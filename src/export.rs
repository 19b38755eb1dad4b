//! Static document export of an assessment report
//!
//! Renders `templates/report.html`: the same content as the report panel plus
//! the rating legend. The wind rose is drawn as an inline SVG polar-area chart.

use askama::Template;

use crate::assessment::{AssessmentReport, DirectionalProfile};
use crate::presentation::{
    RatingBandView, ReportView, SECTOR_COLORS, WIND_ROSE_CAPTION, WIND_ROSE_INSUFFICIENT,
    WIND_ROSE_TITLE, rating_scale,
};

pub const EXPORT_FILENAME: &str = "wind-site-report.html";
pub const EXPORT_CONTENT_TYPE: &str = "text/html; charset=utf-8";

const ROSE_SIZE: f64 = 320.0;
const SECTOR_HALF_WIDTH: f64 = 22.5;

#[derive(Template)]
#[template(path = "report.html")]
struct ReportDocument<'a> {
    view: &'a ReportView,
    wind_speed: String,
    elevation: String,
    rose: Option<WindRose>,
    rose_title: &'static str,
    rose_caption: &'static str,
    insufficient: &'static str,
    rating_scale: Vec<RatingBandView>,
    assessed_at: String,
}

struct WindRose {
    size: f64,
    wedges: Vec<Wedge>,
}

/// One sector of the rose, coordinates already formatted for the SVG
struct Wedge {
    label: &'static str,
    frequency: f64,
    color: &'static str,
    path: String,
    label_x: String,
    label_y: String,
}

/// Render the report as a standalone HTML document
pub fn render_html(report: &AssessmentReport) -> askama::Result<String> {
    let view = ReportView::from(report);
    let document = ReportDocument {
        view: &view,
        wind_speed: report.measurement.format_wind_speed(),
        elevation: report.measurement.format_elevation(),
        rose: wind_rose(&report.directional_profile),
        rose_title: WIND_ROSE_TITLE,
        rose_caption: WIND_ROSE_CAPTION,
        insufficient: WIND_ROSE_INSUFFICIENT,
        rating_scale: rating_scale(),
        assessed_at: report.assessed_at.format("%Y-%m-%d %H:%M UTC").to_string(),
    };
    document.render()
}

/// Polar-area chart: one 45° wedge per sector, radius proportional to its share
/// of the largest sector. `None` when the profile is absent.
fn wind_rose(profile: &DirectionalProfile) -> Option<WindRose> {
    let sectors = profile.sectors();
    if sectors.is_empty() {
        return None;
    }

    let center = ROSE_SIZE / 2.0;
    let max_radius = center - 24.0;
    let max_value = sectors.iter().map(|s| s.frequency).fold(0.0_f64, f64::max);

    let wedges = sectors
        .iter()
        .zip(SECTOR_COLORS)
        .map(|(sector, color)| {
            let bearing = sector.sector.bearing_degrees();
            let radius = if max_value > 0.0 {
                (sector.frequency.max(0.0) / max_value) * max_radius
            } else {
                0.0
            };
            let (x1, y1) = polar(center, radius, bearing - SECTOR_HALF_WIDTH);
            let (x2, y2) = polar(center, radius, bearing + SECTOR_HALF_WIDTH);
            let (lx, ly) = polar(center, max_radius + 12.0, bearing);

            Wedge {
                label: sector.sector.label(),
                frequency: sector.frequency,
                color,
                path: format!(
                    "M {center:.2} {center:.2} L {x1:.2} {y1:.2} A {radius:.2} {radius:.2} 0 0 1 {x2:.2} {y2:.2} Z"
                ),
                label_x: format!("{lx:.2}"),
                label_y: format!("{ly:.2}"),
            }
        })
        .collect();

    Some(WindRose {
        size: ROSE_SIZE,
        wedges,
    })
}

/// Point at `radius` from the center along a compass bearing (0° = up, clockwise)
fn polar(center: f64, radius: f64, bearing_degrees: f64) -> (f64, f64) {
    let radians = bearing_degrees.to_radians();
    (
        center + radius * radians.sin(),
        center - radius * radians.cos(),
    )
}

■ What you are asked to do: Please find all lines of the entries that hold the string "wedges" and copy them.

■ Exercise response:
    wedges: Vec<Wedge>,
    let wedges = sectors
        wedges,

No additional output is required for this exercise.